Some time ago, I was being interviewed on a nationally syndicated radio show,
“Coast-to-Coast A.M.,” when host George Noory asked me whether I thought some
of the ancient texts I deal with have anything to do with alien visitation.
Inexplicably, I found myself answering that from a Jewish perspective, it's
actually easier to talk about to talk about “space aliens” than it is to
believe in various and sundry supernatural entities, including Satan and an
assorted host of angels and demons. This is because Judaism as a faith is
strictly monotheistic, and from time immemorial has been wary of focusing on
intermediary beings between God and humankind. If we start paying too much
attention to angels and demons, God forbid, people might start worshiping them
instead of the Almighty.
My conclusion: ancient aliens, whether they ever
visited us in antiquity, are by no means un-kosher! After my interview that
night, I got to thinking about what I had said. There is in fact a veritable
library of ancient Jewish literature – books systematically “banned” from the
biblical canon – whose main focus involves supernatural entities, angels,
demons, and yes, Satan. The fact that Judaism has historically been so wary of
such entities is probably the main reason these books were excluded in the
first place. But the accounts are there, nonetheless, and this reality, over
time, forced me to go “where no scholar has gone before” – doing serious
research on what these ancient Israelites may or may not have seen. Were they
just fabricating the stories they told about these entities – a polite way of
calling them liars? Or did they really experience something? Did they really
have contact, “close encounters,” with what we can categorize, if not
“extraterrestrials,” then at least “non-terrestrial” beings? Perhaps what they
saw were “inter-dimensional” beings, who have been with us almost from the
beginning of time and manifested themselves in various ways to people of
disparate cultures, from the pagan gods and goddesses of antiquity to the
entities reported by modern UFO contactees.

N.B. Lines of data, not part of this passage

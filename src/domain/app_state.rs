use std::{
    collections::HashMap,
    time::{Duration, SystemTime},
};

use serde::{Deserialize, Serialize};

use super::{
    entities::{EntityId, Place, Project, PropertyType, User},
    selection::ComparisonSlots,
    statistics::MarketStatistics,
    store::EntityStore,
};

/// User preferences that survive restarts.
#[derive(Clone, Debug, PartialEq, Serialize, Deserialize)]
pub struct Settings {
    /// Overrides the configured backend base URL when set.
    #[serde(default)]
    pub api_base_url: Option<String>,
    #[serde(default = "default_highlight")]
    pub highlight_enabled: bool,
}

impl Default for Settings {
    fn default() -> Self {
        Self {
            api_base_url: None,
            highlight_enabled: default_highlight(),
        }
    }
}

fn default_highlight() -> bool {
    true
}

/// Logged-in user, if any.
#[derive(Clone, Debug, Default, PartialEq)]
pub struct Session {
    pub token: Option<String>,
    pub user: Option<User>,
}

impl Session {
    pub fn is_authenticated(&self) -> bool {
        self.token.is_some()
    }

    pub fn sign_out(&mut self) {
        self.token = None;
        self.user = None;
    }
}

#[derive(Clone, Debug, Default)]
pub struct AppState {
    pub settings: Settings,
    pub session: Session,
    pub selection: ComparisonSlots,
    pub projects: EntityStore<Project>,
    pub places: EntityStore<Place>,
    pub property_types: EntityStore<PropertyType>,
    pub users: EntityStore<User>,
    pub statistics: Option<MarketStatistics>,
    /// Admin pages scope places and property types to this project.
    pub admin_project: Option<EntityId>,
    pub cache: CacheTimestamps,
}

impl AppState {
    pub fn is_stale(&self, resource: &CacheResource, ttl: Duration) -> bool {
        self.cache.is_stale(resource, ttl)
    }

    pub fn apply_persisted(&mut self, persisted: PersistedState) {
        self.settings = persisted.settings;
        self.session.token = persisted.token;
    }

    pub fn to_persisted(&self) -> PersistedState {
        PersistedState {
            settings: self.settings.clone(),
            token: self.session.token.clone(),
        }
    }

    pub fn project(&self, id: &str) -> Option<&Project> {
        self.projects.get(id)
    }
}

#[derive(Clone, Debug, Default)]
pub struct CacheTimestamps {
    entries: HashMap<CacheResource, SystemTime>,
}

impl CacheTimestamps {
    pub fn record_fetch(&mut self, resource: CacheResource, fetched_at: SystemTime) {
        self.entries.insert(resource, fetched_at);
    }

    pub fn fetched_at(&self, resource: &CacheResource) -> Option<SystemTime> {
        self.entries.get(resource).copied()
    }

    pub fn clear(&mut self) {
        self.entries.clear();
    }

    pub fn iter(&self) -> impl Iterator<Item = (&CacheResource, &SystemTime)> {
        self.entries.iter()
    }

    pub fn is_stale(&self, resource: &CacheResource, ttl: Duration) -> bool {
        self.fetched_at(resource)
            .map(|time| time.elapsed().map(|elapsed| elapsed > ttl).unwrap_or(true))
            .unwrap_or(true)
    }
}

#[derive(Clone, Debug, PartialEq, Eq, Hash)]
pub enum CacheResource {
    Projects,
    ProjectDetail(EntityId),
    Statistics,
}

impl CacheResource {
    pub fn label(&self) -> String {
        match self {
            CacheResource::Projects => "Project catalogue".to_string(),
            CacheResource::ProjectDetail(id) => format!("Project details ({id})"),
            CacheResource::Statistics => "Market statistics".to_string(),
        }
    }
}

#[derive(Clone, Debug, Default, PartialEq, Serialize, Deserialize)]
pub struct PersistedState {
    #[serde(default)]
    pub settings: Settings,
    #[serde(default)]
    pub token: Option<String>,
}

#[cfg(test)]
mod tests {
    use super::*;

    #[test]
    fn unknown_resources_are_stale() {
        let cache = CacheTimestamps::default();
        assert!(cache.is_stale(&CacheResource::Projects, Duration::from_secs(60)));
    }

    #[test]
    fn fresh_fetch_is_not_stale() {
        let mut cache = CacheTimestamps::default();
        cache.record_fetch(CacheResource::Statistics, SystemTime::now());
        assert!(!cache.is_stale(&CacheResource::Statistics, Duration::from_secs(60)));
        assert!(cache.is_stale(
            &CacheResource::ProjectDetail("p1".into()),
            Duration::from_secs(60)
        ));
    }

    #[test]
    fn persisted_state_round_trips_settings_and_token() {
        let mut state = AppState::default();
        state.settings.highlight_enabled = false;
        state.session.token = Some("abc".into());

        let mut restored = AppState::default();
        restored.apply_persisted(state.to_persisted());
        assert!(!restored.settings.highlight_enabled);
        assert!(restored.session.is_authenticated());
    }

    #[test]
    fn older_settings_files_default_to_highlighting() {
        let persisted: PersistedState = serde_json::from_str("{}").unwrap();
        assert!(persisted.settings.highlight_enabled);
        assert_eq!(persisted.token, None);
    }
}
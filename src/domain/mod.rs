//! Domain logic for comparing residential projects lives here.

pub mod app_state;
pub mod comparison;
pub mod entities;
pub mod format;
pub mod forms;
pub mod price_history;
pub mod project_comparison;
pub mod selection;
pub mod statistics;
pub mod store;

pub use app_state::{AppState, CacheResource, PersistedState, Settings};
pub use entities::{EntityId, HasId, Place, Price, Project, PropertyType, User};
pub use forms::{Draft, FormSource, FormValues};
pub use selection::{ProjectDetails, SlotChange};
pub use statistics::MarketStatistics;
pub use store::EntityStore;
//! Side-by-side comparison engine.
//!
//! A [`ComparisonLayout`] describes which attributes are compared and how they
//! rank. [`compute_comparison`] turns a fixed list of entity slots into rows of
//! ranked, highlight-classified cells. Everything here is synchronous and
//! stateless; callers re-run it whenever the slots or their data change.

pub mod attribute;
pub mod highlight;
pub mod ranking;
pub mod section;

pub use attribute::{AttributeRow, CellValue, ComparableEntity, RankOrder, PLACEHOLDER};
pub use highlight::Highlight;
pub use section::{
    compute_comparison, ComparisonLayout, ComparisonSection, LayoutError, RankedCell, RankedRow,
    RankedSection,
};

Just as I began to look into all of this, I was
approached by the History Channel, which contacted me independently and asked
if I’d be interested in doing an interview for their series “Ancient Aliens.”
If any more impetus were needed for me to continue this line of research, this
was it. I happily said yes and charged into the realm of “close encounters.” My
immediate fear was obvious: I might never again be able to show my face in the
halls of academia. But if this is where the research was leading, how could I
not be honest with myself? My work would subsequently lead me into distinct
directions.
First, I discovered the research of Jacques
Vallée, the French computer scientist, venture capitalist and seminal ufologist
after whom the character “Lacombe” in the film Close Encounters of the Third Kind was loosely based. Vallée had
started by investigating the appearance of strange lights in the sky, looking
into the possibility that we may have been visited by some kind of
extraterrestrial spacecraft. His focus shifted however, to considering the
possibility that we are dealing with beings who are truly “inter-dimensional,”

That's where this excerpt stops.